EXERCISE OBJECTIVE
Across the listing, count the lines that include the string "GeneVariantPair". Give nothing besides the number.
(Beginning of MATERIAL PROVIDED)
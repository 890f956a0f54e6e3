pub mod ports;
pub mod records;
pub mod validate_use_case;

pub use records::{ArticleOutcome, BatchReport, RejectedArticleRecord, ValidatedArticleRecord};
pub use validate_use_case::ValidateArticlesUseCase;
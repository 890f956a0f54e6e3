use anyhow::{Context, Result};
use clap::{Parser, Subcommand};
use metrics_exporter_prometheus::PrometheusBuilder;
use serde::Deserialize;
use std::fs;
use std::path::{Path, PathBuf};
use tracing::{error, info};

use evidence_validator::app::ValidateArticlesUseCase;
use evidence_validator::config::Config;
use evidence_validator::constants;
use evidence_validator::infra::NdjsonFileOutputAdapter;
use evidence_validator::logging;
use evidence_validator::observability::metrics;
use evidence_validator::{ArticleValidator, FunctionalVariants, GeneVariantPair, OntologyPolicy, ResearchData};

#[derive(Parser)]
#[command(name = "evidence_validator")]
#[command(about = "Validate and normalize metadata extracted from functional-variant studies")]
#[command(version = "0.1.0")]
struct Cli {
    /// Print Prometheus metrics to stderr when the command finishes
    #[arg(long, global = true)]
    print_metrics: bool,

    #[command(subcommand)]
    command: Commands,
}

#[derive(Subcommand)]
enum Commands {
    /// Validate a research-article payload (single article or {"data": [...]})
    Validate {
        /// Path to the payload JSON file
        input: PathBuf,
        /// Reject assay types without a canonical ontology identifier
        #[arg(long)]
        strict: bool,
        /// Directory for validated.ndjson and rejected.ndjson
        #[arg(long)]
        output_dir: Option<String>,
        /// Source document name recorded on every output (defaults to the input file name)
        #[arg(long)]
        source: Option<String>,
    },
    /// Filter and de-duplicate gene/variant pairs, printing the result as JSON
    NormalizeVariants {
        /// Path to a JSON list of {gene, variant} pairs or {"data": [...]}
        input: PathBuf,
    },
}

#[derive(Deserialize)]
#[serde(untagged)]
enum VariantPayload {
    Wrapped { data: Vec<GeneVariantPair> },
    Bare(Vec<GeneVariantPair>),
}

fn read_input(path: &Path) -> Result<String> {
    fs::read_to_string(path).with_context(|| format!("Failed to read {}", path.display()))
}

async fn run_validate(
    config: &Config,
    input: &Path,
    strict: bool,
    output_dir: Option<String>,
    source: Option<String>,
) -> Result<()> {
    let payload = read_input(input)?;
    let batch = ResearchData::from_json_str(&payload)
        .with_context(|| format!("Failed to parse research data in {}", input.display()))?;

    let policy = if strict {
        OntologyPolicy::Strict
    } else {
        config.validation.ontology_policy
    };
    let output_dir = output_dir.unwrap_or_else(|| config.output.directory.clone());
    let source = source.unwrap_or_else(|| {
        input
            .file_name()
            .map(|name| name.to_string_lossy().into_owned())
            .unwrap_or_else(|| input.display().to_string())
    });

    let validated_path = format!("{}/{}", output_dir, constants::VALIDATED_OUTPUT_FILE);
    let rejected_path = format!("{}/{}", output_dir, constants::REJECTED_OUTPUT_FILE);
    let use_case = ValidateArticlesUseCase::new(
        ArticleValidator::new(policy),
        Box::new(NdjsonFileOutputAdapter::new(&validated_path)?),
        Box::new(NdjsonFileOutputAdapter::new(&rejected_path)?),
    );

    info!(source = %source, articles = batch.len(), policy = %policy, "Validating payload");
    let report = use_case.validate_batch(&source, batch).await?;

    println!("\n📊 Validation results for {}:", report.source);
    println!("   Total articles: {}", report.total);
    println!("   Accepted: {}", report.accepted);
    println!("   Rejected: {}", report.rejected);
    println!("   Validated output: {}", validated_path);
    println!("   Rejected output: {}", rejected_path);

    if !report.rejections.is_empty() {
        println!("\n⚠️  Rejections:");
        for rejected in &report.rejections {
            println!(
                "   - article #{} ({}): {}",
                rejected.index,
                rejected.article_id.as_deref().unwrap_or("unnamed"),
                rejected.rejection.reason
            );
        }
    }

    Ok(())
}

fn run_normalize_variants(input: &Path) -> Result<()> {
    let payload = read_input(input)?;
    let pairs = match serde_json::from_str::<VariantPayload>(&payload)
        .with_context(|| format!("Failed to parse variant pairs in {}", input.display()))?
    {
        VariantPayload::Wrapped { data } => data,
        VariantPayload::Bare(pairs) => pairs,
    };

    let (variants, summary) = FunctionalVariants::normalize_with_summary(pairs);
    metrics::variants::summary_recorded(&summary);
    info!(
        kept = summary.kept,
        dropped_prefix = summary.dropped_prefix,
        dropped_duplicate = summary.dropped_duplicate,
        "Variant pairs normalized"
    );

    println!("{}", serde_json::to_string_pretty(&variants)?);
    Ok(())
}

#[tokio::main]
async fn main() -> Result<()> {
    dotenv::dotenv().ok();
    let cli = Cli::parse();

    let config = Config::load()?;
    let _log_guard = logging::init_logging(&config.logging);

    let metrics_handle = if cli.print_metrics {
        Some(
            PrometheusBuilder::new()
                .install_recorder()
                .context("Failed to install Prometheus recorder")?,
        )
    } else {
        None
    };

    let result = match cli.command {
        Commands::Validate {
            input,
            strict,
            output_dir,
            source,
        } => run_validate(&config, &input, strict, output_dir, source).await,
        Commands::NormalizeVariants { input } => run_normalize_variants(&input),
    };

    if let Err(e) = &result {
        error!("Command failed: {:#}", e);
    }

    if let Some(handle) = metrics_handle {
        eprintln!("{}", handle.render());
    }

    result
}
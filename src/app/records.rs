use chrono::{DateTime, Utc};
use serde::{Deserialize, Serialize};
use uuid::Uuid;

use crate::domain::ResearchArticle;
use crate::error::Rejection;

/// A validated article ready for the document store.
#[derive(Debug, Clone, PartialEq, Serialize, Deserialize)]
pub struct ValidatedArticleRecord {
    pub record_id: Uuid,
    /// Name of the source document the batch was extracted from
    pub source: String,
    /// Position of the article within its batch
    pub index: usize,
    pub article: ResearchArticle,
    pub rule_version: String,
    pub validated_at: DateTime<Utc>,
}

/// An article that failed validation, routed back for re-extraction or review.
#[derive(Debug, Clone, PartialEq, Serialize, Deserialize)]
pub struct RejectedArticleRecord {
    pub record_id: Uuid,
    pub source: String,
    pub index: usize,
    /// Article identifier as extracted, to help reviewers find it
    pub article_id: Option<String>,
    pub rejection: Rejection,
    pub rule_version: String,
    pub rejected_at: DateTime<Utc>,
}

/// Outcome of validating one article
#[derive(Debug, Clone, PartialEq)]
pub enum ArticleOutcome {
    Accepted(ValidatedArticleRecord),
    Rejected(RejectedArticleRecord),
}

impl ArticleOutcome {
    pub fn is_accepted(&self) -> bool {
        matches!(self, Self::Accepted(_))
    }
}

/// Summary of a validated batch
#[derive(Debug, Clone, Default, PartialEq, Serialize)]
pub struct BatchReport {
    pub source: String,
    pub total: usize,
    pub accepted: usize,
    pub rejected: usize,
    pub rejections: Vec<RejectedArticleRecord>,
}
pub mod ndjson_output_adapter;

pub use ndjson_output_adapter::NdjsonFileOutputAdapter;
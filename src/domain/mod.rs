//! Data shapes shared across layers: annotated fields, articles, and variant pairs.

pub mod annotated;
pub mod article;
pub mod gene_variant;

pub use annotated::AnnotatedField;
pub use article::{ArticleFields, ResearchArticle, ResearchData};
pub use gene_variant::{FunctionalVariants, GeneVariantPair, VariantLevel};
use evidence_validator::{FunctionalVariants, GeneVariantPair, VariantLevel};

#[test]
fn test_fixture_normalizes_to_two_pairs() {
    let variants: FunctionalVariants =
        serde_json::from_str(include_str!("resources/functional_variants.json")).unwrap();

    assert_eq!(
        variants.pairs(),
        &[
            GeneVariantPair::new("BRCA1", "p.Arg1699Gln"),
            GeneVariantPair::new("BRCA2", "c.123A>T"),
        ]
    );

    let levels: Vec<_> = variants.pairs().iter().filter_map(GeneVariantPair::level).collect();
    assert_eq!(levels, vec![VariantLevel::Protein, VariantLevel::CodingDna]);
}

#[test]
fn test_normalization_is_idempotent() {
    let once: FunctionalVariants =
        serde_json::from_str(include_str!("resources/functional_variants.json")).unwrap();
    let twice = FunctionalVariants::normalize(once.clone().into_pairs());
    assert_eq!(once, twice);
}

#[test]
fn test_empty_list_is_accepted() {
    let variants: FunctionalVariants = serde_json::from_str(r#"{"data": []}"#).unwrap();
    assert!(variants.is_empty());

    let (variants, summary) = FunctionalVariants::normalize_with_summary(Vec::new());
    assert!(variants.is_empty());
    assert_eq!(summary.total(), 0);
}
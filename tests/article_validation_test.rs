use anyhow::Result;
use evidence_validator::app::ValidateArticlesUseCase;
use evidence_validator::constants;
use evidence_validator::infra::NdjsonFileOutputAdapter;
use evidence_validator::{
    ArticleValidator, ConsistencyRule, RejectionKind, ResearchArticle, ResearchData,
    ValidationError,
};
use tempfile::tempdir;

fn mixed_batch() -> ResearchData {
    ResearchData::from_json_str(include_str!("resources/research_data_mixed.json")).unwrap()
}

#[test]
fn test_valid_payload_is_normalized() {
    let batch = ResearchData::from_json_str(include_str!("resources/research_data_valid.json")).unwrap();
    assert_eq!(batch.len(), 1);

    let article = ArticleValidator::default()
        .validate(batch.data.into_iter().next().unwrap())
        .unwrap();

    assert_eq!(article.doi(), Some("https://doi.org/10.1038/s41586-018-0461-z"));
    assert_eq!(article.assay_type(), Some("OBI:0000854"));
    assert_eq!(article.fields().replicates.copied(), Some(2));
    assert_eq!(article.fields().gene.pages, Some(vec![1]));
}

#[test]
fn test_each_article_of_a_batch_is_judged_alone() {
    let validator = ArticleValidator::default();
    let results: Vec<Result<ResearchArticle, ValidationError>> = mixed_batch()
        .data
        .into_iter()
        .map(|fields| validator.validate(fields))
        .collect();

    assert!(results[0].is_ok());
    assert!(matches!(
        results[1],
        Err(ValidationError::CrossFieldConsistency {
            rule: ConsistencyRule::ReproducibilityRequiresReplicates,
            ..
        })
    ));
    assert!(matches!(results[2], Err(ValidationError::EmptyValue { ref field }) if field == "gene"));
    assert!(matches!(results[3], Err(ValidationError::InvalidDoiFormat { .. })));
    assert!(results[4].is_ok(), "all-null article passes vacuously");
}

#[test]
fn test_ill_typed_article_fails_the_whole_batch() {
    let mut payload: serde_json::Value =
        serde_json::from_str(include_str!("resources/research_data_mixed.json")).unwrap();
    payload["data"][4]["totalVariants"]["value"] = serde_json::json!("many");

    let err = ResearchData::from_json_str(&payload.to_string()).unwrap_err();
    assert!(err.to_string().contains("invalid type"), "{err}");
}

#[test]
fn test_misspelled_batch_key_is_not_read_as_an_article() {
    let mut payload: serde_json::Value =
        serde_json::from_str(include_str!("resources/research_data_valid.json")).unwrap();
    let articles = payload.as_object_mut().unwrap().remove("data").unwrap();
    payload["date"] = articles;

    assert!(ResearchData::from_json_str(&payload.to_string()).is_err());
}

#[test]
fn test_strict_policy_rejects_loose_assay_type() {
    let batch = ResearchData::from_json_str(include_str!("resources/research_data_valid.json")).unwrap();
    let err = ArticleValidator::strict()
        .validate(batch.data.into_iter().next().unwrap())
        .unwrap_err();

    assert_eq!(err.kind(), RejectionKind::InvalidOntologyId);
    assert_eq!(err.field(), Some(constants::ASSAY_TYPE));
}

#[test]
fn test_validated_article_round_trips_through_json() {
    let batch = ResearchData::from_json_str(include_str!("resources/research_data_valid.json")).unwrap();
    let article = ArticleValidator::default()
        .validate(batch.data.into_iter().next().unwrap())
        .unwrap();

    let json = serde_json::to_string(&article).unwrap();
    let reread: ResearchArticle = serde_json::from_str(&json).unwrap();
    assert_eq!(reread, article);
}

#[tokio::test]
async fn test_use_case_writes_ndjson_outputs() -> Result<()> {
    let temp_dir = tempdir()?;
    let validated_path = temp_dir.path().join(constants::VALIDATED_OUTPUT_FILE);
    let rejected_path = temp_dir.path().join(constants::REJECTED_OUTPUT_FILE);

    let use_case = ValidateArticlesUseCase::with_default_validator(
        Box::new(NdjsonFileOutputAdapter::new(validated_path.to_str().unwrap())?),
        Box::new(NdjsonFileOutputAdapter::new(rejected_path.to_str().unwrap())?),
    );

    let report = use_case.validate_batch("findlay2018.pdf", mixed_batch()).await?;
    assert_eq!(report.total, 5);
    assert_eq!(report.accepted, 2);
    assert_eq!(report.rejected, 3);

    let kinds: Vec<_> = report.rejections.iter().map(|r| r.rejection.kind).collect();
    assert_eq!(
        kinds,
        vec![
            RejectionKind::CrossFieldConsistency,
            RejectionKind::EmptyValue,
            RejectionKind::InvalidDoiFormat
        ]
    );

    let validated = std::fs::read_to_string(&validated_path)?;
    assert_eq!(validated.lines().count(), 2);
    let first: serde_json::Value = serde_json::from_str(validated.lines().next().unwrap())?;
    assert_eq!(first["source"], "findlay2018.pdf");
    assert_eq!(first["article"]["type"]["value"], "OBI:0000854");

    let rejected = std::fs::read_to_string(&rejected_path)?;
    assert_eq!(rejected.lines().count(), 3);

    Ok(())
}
(End of MATERIAL PROVIDED)
YOUR SOLUTION
8